Date: 2009-11-12 23:45:00
look before you leap
I started to investigate yesterday's idea of a shell implementation in Perl, and immediately got mired in the Byzantine shell quoting rules. The most basic thing about the shell turns out to be unnecessarily hard, and besides, it's already been done. Why did I think this was a good idea again?

Somehow I had got it into my head that msysgit on Windows would only run from the msysgit shell. Since I don't actually use Git on Windows, it turns out I was mistaken. If you run any Git command from the regular Windows command prompt, it already works. The appropriate shell is invoked to execute the shell script (git-rebase is one such shell script, instead of being part of the native C implementation).

Nothing to see here, move along...
[info]pasketti
2009-11-12T13:53:19Z
I feel your pain.

You'd think that there would be a library routine to tokenize a command line into argc/argv. Not globbing, just separating the things out.
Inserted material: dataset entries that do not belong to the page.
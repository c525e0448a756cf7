//! Cache Metrics System
//!
//! Counters collected by the cache while it runs, reported through the
//! [`CacheMetrics`] trait as a `BTreeMap<String, f64>`.
//!
//! Metrics come out of a `BTreeMap` so key order is deterministic.

use alloc::collections::BTreeMap;
use alloc::string::{String, ToString};

pub mod lru;

pub use lru::LruCacheMetrics;

/// Counters common to every eviction policy.
///
/// All counters are monotonic for the lifetime of the cache; `clear` does not
/// reset them.
#[derive(Debug, Default, Clone, PartialEq, Eq)]
pub struct CoreCacheMetrics {
    /// Total number of lookups (`get` calls) made against the cache
    pub requests: u64,

    /// Number of lookups that found their key
    pub cache_hits: u64,

    /// Number of new entries stored
    pub insertions: u64,

    /// Number of entries dropped to make room for a new key
    pub evictions: u64,

    /// Number of entries dropped explicitly through `remove` or `pop_lru`
    pub removals: u64,
}

impl CoreCacheMetrics {
    /// Creates a zeroed set of counters.
    pub fn new() -> Self {
        Self::default()
    }

    /// Records a lookup that found its key.
    pub fn record_hit(&mut self) {
        self.requests += 1;
        self.cache_hits += 1;
    }

    /// Records a lookup that did not find its key.
    ///
    /// Misses are not stored separately; they are `requests - cache_hits`.
    pub fn record_miss(&mut self) {
        self.requests += 1;
    }

    /// Records a new entry being stored.
    pub fn record_insertion(&mut self) {
        self.insertions += 1;
    }

    /// Records an entry dropped by the eviction policy.
    pub fn record_eviction(&mut self) {
        self.evictions += 1;
    }

    /// Records an entry dropped at the caller's request.
    pub fn record_removal(&mut self) {
        self.removals += 1;
    }

    /// Number of lookups that did not find their key.
    pub fn cache_misses(&self) -> u64 {
        self.requests - self.cache_hits
    }

    /// Fraction of lookups that hit, between 0.0 and 1.0; 0.0 before any lookup.
    pub fn hit_rate(&self) -> f64 {
        if self.requests > 0 {
            self.cache_hits as f64 / self.requests as f64
        } else {
            0.0
        }
    }

    /// Fraction of lookups that missed, between 0.0 and 1.0; 0.0 before any lookup.
    pub fn miss_rate(&self) -> f64 {
        if self.requests > 0 {
            self.cache_misses() as f64 / self.requests as f64
        } else {
            0.0
        }
    }

    /// Convert core metrics to BTreeMap for reporting
    pub fn to_btreemap(&self) -> BTreeMap<String, f64> {
        let mut metrics = BTreeMap::new();

        // Counters
        metrics.insert("cache_hits".to_string(), self.cache_hits as f64);
        metrics.insert("cache_misses".to_string(), self.cache_misses() as f64);
        metrics.insert("evictions".to_string(), self.evictions as f64);
        metrics.insert("insertions".to_string(), self.insertions as f64);
        metrics.insert("removals".to_string(), self.removals as f64);
        metrics.insert("requests".to_string(), self.requests as f64);

        // Rates (0.0 to 1.0)
        metrics.insert("hit_rate".to_string(), self.hit_rate());
        metrics.insert("miss_rate".to_string(), self.miss_rate());

        if self.insertions > 0 {
            metrics.insert(
                "eviction_rate".to_string(),
                self.evictions as f64 / self.insertions as f64,
            );
        }

        metrics
    }
}

/// Uniform read-out of a cache's metrics.
pub trait CacheMetrics {
    /// Returns all metrics as key-value pairs in deterministic order.
    fn metrics(&self) -> BTreeMap<String, f64>;

    /// Short name of the eviction policy, e.g. `"LRU"`.
    fn algorithm_name(&self) -> &'static str;
}
impl<K: Hash + Eq, V, S: BuildHasher> BoundedLruCache<K, V, S> {
    /// Creates a new cache with the specified capacity and hash builder.
    pub fn with_hasher(cap: usize, hash_builder: S) -> Self {
        BoundedLruCache {
            config: BoundedLruCacheConfig::new(cap),
            list: List::new(cap),
            index: HashTable::with_capacity(cap.min(MAX_PREALLOC)),
            hash_builder,
            metrics: LruCacheMetrics::new(),
        }
    }

    /// Creates a new cache from a configuration.
    ///
    /// `hash_builder` defaults to `S::default()` when `None`.
    ///
    /// # Example
    ///
    /// ```
    /// use bounded_lru::config::BoundedLruCacheConfig;
    /// use bounded_lru::BoundedLruCache;
    ///
    /// let config = BoundedLruCacheConfig { capacity: 2 };
    /// let mut cache: BoundedLruCache<&str, i32> = BoundedLruCache::init(config, None);
    /// cache.put("a", 1);
    /// cache.put("b", 2);
    /// cache.get(&"a").unwrap(); // "a" becomes most recently used
    /// cache.put("c", 3); // "b" evicted (least recently used)
    /// assert!(!cache.contains(&"b"));
    /// ```
    pub fn init(config: BoundedLruCacheConfig, hash_builder: Option<S>) -> Self
    where
        S: Default,
    {
        Self::with_hasher(config.capacity, hash_builder.unwrap_or_default())
    }

    /// Returns the fixed capacity.
    #[inline]
    pub fn cap(&self) -> usize {
        self.config.capacity
    }

    /// Returns the number of entries currently stored.
    #[inline]
    pub fn len(&self) -> usize {
        self.list.len()
    }

    /// Returns `true` if the cache holds no entries.
    #[inline]
    pub fn is_empty(&self) -> bool {
        self.list.is_empty()
    }

    /// Returns the counters collected so far.
    #[inline]
    pub fn lru_metrics(&self) -> &LruCacheMetrics {
        &self.metrics
    }

    /// Looks up `key`, promotes it to most recently used, and returns a clone
    /// of its value.
    ///
    /// Returns [`CacheError::NotFound`] if the key is not resident. A miss
    /// leaves the cache contents and order untouched.
    pub fn get<Q>(&mut self, key: &Q) -> Result<V, CacheError>
    where
        K: Borrow<Q>,
        Q: ?Sized + Hash + Eq,
        V: Clone,
    {
        let Some(id) = self.find(key) else {
            self.metrics.core.record_miss();
            return Err(CacheError::NotFound);
        };
        self.promote(id);
        self.metrics.core.record_hit();
        self.list
            .get(id)
            .map(|(_, value)| value.clone())
            .ok_or(CacheError::NotFound)
    }

    /// Returns a reference to the value of `key` without changing its recency.
    pub fn peek<Q>(&self, key: &Q) -> Option<&V>
    where
        K: Borrow<Q>,
        Q: ?Sized + Hash + Eq,
    {
        let id = self.find(key)?;
        self.list.get(id).map(|(_, value)| value)
    }

    /// Returns the least recently used entry, the next one to be evicted,
    /// without changing its recency.
    pub fn peek_lru(&self) -> Option<(&K, &V)> {
        let id = self.list.back_id()?;
        self.list.get(id).map(|(key, value)| (key, value))
    }

    /// Returns `true` if `key` is resident. Does not change recency.
    pub fn contains<Q>(&self, key: &Q) -> bool
    where
        K: Borrow<Q>,
        Q: ?Sized + Hash + Eq,
    {
        self.find(key).is_some()
    }

    /// Inserts or updates `key`, making it the most recently used entry.
    ///
    /// - If `key` is already resident its value is replaced; the size does
    ///   not change.
    /// - If the cache is full the least recently used entry is evicted first.
    /// - If the capacity is zero the write is discarded.
    pub fn put(&mut self, key: K, value: V) {
        let _ = self.push(key, value);
    }

    /// Same as [`put`](Self::put), but returns the pair that is no longer in
    /// the cache as a result of the call:
    ///
    /// - the previous `(key, value)` when `key` was already resident,
    /// - the evicted least recently used pair when the cache was full,
    /// - the given pair itself when the capacity is zero,
    /// - `None` otherwise.
    ///
    /// # Example
    ///
    /// ```
    /// use bounded_lru::BoundedLruCache;
    ///
    /// let mut cache = BoundedLruCache::new(1);
    /// assert_eq!(cache.push("a", 1), None);
    /// assert_eq!(cache.push("a", 2), Some(("a", 1)));
    /// assert_eq!(cache.push("b", 3), Some(("a", 2)));
    /// ```
    pub fn push(&mut self, key: K, value: V) -> Option<(K, V)> {
        let hash = self.hash_builder.hash_one(&key);

        if let Some(id) = self.find_hashed(hash, &key) {
            self.promote(id);
            self.metrics.record_update();
            return self.list.update(id, (key, value));
        }

        if self.cap() == 0 {
            trace!("zero-capacity cache discarded a write");
            self.metrics.record_rejection();
            return Some((key, value));
        }

        let evicted = if self.list.is_full() {
            let evicted = self.detach_lru();
            if evicted.is_some() {
                trace!(
                    "evicted least recently used entry (capacity {})",
                    self.cap()
                );
                self.metrics.core.record_eviction();
            }
            evicted
        } else {
            None
        };

        if let Some(id) = self.list.add((key, value)) {
            let list = &self.list;
            let hash_builder = &self.hash_builder;
            self.index.insert_unique(hash, id, |&other| {
                list.get(other)
                    .map_or(0, |(key, _)| hash_builder.hash_one(key))
            });
            self.metrics.core.record_insertion();
        }

        evicted
    }

    /// Removes `key` from the cache and returns its value.
    pub fn remove<Q>(&mut self, key: &Q) -> Option<V>
    where
        K: Borrow<Q>,
        Q: ?Sized + Hash + Eq,
    {
        let hash = self.hash_builder.hash_one(key);
        let list = &self.list;
        let entry = self
            .index
            .find_entry(hash, |&id| Self::key_matches(list, id, key))
            .ok()?;
        let (id, _) = entry.remove();
        let (_, value) = self.list.remove(id)?;
        self.metrics.core.record_removal();
        Some(value)
    }

    /// Removes and returns the least recently used entry.
    pub fn pop_lru(&mut self) -> Option<(K, V)> {
        let popped = self.detach_lru()?;
        self.metrics.core.record_removal();
        Some(popped)
    }

    /// Drops every entry. Capacity and metrics are kept.
    pub fn clear(&mut self) {
        debug!("clearing {} cache entries", self.list.len());
        self.index.clear();
        self.list.clear();
    }

    /// Iterates over entries from most to least recently used.
    ///
    /// Iteration does not change recency.
    pub fn iter(&self) -> Iter<'_, K, V> {
        Iter {
            inner: self.list.iter(),
        }
    }

    /// Verifies that the index and the recency list agree.
    ///
    /// Checks that every resident key appears exactly once in both, that
    /// each index entry points at a live node holding that key, that the
    /// list links are consistent, and that the size is within capacity.
    /// Runs in O(n); intended for tests and debugging.
    pub fn check_invariants(&self) -> Result<(), InvariantError> {
        self.list.validate()?;

        if self.list.cap() != self.cap() {
            return Err(InvariantError::new(format!(
                "list capacity {} differs from configured capacity {}",
                self.list.cap(),
                self.cap()
            )));
        }
        if self.list.len() > self.cap() {
            return Err(InvariantError::new(format!(
                "cache holds {} entries but capacity is {}",
                self.list.len(),
                self.cap()
            )));
        }
        if self.index.len() != self.list.len() {
            return Err(InvariantError::new(format!(
                "index has {} entries but list has {}",
                self.index.len(),
                self.list.len()
            )));
        }

        for &id in self.index.iter() {
            let (key, _) = self.list.get(id).ok_or_else(|| {
                InvariantError::new(format!("index points at free slot {}", id.index()))
            })?;
            if self.find(key) != Some(id) {
                return Err(InvariantError::new(format!(
                    "slot {} is not reachable from its own key",
                    id.index()
                )));
            }
        }
        Ok(())
    }

    fn find<Q>(&self, key: &Q) -> Option<SlotId>
    where
        K: Borrow<Q>,
        Q: ?Sized + Hash + Eq,
    {
        self.find_hashed(self.hash_builder.hash_one(key), key)
    }

    fn find_hashed<Q>(&self, hash: u64, key: &Q) -> Option<SlotId>
    where
        K: Borrow<Q>,
        Q: ?Sized + Eq,
    {
        let list = &self.list;
        self.index
            .find(hash, |&id| Self::key_matches(list, id, key))
            .copied()
    }

    fn key_matches<Q>(list: &List<(K, V)>, id: SlotId, key: &Q) -> bool
    where
        K: Borrow<Q>,
        Q: ?Sized + Eq,
    {
        list.get(id).is_some_and(|(k, _)| k.borrow() == key)
    }

    fn promote(&mut self, id: SlotId) {
        if self.list.front_id() != Some(id) {
            self.list.move_to_front(id);
            self.metrics.record_promotion();
        }
    }

    /// Unlinks the tail entry from both the list and the index.
    fn detach_lru(&mut self) -> Option<(K, V)> {
        let id = self.list.back_id()?;
        let (key, value) = self.list.remove_last()?;
        let hash = self.hash_builder.hash_one(&key);
        let unindexed = match self.index.find_entry(hash, |&other| other == id) {
            Ok(entry) => {
                entry.remove();
                true
            }
            Err(_) => false,
        };
        debug_assert!(unindexed, "evicted slot {} missing from index", id.index());
        Some((key, value))
    }
}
There's lots of stuff to parse out options once it's in that state, but getting there is another story, and it's all because of those damn quoting rules.

Windows makes it extra special fun, because MS couldn't use the same path separator that everyone else uses, oh no, they have to use the one that's also used as an escape. I want to find out who made that decision and smack them.
[info]bovineone : Zoidberg
2009-11-13T21:46:26Z
There is a shell written in Perl called Zoidberg, though it doesn't specifically attempt to be exactly "sh" compatible.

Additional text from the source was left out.